◆ DATA FOR ANALYSIS:
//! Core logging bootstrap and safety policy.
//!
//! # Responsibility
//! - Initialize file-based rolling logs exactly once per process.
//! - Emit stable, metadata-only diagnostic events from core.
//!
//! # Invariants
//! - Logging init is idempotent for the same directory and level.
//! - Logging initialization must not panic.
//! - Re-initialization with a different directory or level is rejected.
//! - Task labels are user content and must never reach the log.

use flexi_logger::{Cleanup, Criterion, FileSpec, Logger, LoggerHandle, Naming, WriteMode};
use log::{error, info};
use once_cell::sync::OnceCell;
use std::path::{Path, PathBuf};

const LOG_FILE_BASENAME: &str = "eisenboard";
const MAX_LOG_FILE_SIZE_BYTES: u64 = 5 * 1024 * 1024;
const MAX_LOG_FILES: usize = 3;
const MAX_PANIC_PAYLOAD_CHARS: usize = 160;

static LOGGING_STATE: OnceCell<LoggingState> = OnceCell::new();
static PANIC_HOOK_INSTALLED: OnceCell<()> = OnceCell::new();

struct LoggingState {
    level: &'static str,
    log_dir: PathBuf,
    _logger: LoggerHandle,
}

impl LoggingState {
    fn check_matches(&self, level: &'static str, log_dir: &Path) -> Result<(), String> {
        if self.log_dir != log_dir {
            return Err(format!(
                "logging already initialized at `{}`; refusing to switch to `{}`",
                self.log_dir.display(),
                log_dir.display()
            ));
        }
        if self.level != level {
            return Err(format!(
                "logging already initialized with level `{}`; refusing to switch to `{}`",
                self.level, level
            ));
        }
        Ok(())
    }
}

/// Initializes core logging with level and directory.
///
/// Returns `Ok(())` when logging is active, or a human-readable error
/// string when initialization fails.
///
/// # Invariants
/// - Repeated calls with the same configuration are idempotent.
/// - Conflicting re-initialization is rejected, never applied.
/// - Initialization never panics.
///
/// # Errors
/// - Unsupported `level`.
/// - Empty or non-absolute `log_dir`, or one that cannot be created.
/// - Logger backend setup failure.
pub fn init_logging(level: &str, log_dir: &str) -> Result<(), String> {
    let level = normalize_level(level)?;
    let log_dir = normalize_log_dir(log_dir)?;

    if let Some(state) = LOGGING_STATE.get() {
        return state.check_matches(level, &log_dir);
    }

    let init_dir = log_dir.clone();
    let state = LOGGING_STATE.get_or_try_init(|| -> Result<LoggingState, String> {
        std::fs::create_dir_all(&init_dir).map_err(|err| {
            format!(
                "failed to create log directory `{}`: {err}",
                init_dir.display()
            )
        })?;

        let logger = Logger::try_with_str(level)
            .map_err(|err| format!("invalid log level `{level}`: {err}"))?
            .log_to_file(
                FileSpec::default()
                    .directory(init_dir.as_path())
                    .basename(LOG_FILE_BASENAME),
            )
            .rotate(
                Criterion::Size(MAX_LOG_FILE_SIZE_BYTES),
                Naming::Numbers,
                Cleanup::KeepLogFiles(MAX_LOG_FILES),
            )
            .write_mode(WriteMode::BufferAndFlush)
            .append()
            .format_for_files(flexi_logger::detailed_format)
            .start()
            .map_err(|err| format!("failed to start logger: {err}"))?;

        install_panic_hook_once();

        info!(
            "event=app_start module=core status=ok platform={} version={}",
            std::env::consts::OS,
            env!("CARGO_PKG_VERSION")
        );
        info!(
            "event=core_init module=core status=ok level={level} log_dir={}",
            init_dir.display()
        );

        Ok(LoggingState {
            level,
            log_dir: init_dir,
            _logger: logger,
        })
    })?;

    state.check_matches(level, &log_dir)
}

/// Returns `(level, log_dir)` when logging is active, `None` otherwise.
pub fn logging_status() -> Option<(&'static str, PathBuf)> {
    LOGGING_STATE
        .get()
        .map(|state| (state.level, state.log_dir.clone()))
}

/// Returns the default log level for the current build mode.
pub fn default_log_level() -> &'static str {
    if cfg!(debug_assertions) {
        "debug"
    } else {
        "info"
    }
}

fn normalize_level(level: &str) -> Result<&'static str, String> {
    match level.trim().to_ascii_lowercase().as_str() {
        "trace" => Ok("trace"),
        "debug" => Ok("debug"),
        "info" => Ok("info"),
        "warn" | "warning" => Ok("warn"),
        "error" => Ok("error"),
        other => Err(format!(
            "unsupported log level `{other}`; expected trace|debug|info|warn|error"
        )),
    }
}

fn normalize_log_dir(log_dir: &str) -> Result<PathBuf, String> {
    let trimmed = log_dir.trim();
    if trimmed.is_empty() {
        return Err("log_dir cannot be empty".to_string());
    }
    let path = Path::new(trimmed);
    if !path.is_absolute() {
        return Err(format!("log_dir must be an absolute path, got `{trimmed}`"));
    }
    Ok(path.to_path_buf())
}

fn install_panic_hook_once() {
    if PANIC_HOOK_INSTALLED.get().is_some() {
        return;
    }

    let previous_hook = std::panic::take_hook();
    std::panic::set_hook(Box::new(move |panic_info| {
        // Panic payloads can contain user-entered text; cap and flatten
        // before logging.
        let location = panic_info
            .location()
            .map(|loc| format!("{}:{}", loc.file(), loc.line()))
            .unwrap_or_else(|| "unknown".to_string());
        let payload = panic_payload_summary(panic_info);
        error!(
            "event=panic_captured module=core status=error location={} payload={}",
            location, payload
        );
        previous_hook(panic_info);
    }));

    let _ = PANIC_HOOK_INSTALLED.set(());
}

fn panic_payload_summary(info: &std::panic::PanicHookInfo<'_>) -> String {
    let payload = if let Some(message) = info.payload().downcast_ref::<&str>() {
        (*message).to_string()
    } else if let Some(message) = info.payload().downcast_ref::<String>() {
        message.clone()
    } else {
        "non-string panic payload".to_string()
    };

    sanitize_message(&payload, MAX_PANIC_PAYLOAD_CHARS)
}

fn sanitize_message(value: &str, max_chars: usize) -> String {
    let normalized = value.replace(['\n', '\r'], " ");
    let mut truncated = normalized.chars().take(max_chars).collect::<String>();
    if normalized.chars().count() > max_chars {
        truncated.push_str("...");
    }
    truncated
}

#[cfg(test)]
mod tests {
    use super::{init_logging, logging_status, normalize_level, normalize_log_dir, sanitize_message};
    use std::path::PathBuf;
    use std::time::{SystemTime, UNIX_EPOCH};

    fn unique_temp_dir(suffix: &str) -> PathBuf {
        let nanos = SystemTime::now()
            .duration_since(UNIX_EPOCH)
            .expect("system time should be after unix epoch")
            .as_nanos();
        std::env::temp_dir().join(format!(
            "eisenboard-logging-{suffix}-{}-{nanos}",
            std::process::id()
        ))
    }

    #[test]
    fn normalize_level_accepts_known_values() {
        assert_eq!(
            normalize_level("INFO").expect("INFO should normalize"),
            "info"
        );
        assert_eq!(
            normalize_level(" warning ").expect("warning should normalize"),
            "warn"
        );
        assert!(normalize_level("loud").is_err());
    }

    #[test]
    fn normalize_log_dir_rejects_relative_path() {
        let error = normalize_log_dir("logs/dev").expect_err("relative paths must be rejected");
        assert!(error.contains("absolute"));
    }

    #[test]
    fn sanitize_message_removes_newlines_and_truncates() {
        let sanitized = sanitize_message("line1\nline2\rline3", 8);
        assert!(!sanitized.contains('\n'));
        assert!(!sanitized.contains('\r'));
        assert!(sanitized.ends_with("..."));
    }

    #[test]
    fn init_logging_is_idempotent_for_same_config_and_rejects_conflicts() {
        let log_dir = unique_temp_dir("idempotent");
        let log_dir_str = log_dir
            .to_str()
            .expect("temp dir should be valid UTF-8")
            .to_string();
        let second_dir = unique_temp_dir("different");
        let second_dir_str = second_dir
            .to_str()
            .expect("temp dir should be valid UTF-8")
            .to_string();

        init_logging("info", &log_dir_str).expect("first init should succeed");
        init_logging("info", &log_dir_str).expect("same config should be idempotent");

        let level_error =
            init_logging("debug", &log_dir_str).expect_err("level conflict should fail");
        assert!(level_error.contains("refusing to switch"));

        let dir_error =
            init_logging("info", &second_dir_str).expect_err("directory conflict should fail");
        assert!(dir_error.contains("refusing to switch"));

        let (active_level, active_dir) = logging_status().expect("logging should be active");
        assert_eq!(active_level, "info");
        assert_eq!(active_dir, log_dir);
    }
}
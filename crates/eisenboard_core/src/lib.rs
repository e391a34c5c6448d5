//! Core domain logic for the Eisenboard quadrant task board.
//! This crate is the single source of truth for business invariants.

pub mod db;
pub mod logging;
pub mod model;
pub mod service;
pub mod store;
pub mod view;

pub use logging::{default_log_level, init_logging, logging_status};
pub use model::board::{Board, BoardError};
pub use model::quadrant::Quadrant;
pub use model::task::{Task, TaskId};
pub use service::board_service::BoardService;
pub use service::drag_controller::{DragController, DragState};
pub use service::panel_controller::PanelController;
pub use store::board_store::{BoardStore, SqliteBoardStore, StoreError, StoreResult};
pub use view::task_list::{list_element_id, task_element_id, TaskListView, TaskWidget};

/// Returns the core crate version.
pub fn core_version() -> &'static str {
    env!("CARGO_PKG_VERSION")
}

◆ TASK BRIEF: Look above for the line containing "pub use model::quadrant::Quadrant;", then transcribe it and all lines after it through the last, exactly and with nothing else.

◆ EXERCISE RESULT:
pub use model::quadrant::Quadrant;
pub use model::task::{Task, TaskId};
pub use service::board_service::BoardService;
pub use service::drag_controller::{DragController, DragState};
pub use service::panel_controller::PanelController;
pub use store::board_store::{BoardStore, SqliteBoardStore, StoreError, StoreResult};
pub use view::task_list::{list_element_id, task_element_id, TaskListView, TaskWidget};

/// Returns the core crate version.
pub fn core_version() -> &'static str {
    env!("CARGO_PKG_VERSION")
}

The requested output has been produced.